- _PROBLEM REQUIREMENTS_: Extract the entries in their exact form.

- _INPUT FOR THIS TASK_:
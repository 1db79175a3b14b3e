//! Lifecycle of a single saga run.

use serde::{Deserialize, Serialize};

/// Where a saga run is in its lifecycle.
///
/// ```text
/// NotStarted ──► Running ──┬──► Completed
///                          └──► Compensating ──► Failed
/// ```
#[derive(Debug, Clone, Copy, PartialEq, Eq, Hash, Serialize, Deserialize, Default)]
pub enum SagaState {
    #[default]
    NotStarted,

    /// Forward actions are executing.
    Running,

    /// A forward action failed; committed steps are being undone.
    Compensating,

    /// Every forward action succeeded.
    Completed,

    /// Compensation finished after a failure, with or without errors.
    Failed,
}

impl SagaState {
    /// Returns true if the run may move from this state to `next`.
    pub fn can_transition_to(self, next: SagaState) -> bool {
        matches!(
            (self, next),
            (SagaState::NotStarted, SagaState::Running)
                | (SagaState::Running, SagaState::Completed)
                | (SagaState::Running, SagaState::Compensating)
                | (SagaState::Compensating, SagaState::Failed)
        )
    }

    pub fn is_terminal(self) -> bool {
        matches!(self, SagaState::Completed | SagaState::Failed)
    }

    pub fn as_str(self) -> &'static str {
        match self {
            SagaState::NotStarted => "NotStarted",
            SagaState::Running => "Running",
            SagaState::Compensating => "Compensating",
            SagaState::Completed => "Completed",
            SagaState::Failed => "Failed",
        }
    }
}

impl std::fmt::Display for SagaState {
    fn fmt(&self, f: &mut std::fmt::Formatter<'_>) -> std::fmt::Result {
        f.write_str(self.as_str())
    }
}

/// Tracks the state of one run and logs each transition.
#[derive(Debug)]
pub(crate) struct RunState {
    current: SagaState,
}

impl RunState {
    pub(crate) fn new() -> Self {
        Self {
            current: SagaState::NotStarted,
        }
    }

    pub(crate) fn current(&self) -> SagaState {
        self.current
    }

    pub(crate) fn move_to(&mut self, next: SagaState) {
        debug_assert!(
            self.current.can_transition_to(next),
            "invalid saga transition {} -> {}",
            self.current,
            next
        );
        tracing::debug!(from = %self.current, to = %next, "saga state changed");
        self.current = next;
    }
}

- _SOLUTION_:
repository 1db79175a3b14b3e
//! Lifecycle of a single saga run.

use serde::{Deserialize, Serialize};

/// Where a saga run is in its lifecycle.
///
/// ```text
/// NotStarted ──► Running ──┬──► Completed
///                          └──► Compensating ──► Failed
/// ```
#[derive(Debug, Clone, Copy, PartialEq, Eq, Hash, Serialize, Deserialize, Default)]
pub enum SagaState {
    #[default]
    NotStarted,

    /// Forward actions are executing.
    Running,

    /// A forward action failed; committed steps are being undone.
    Compensating,

    /// Every forward action succeeded.
    Completed,

    /// Compensation finished after a failure, with or without errors.
    Failed,
}

impl SagaState {
    /// Returns true if the run may move from this state to `next`.
    pub fn can_transition_to(self, next: SagaState) -> bool {
        matches!(
            (self, next),
            (SagaState::NotStarted, SagaState::Running)
                | (SagaState::Running, SagaState::Completed)
                | (SagaState::Running, SagaState::Compensating)
                | (SagaState::Compensating, SagaState::Failed)
        )
    }

    pub fn is_terminal(self) -> bool {
        matches!(self, SagaState::Completed | SagaState::Failed)
    }

    pub fn as_str(self) -> &'static str {
        match self {
            SagaState::NotStarted => "NotStarted",
            SagaState::Running => "Running",
            SagaState::Compensating => "Compensating",
            SagaState::Completed => "Completed",
            SagaState::Failed => "Failed",
        }
    }
}

impl std::fmt::Display for SagaState {
    fn fmt(&self, f: &mut std::fmt::Formatter<'_>) -> std::fmt::Result {
        f.write_str(self.as_str())
    }
}

/// Tracks the state of one run and logs each transition.
#[derive(Debug)]
pub(crate) struct RunState {
    current: SagaState,
}

impl RunState {
    pub(crate) fn new() -> Self {
        Self {
            current: SagaState::NotStarted,
        }
    }

    pub(crate) fn current(&self) -> SagaState {
        self.current
    }

    pub(crate) fn move_to(&mut self, next: SagaState) {
        debug_assert!(
            self.current.can_transition_to(next),
            "invalid saga transition {} -> {}",
            self.current,
            next
        );
        tracing::debug!(from = %self.current, to = %next, "saga state changed");
        self.current = next;
    }
}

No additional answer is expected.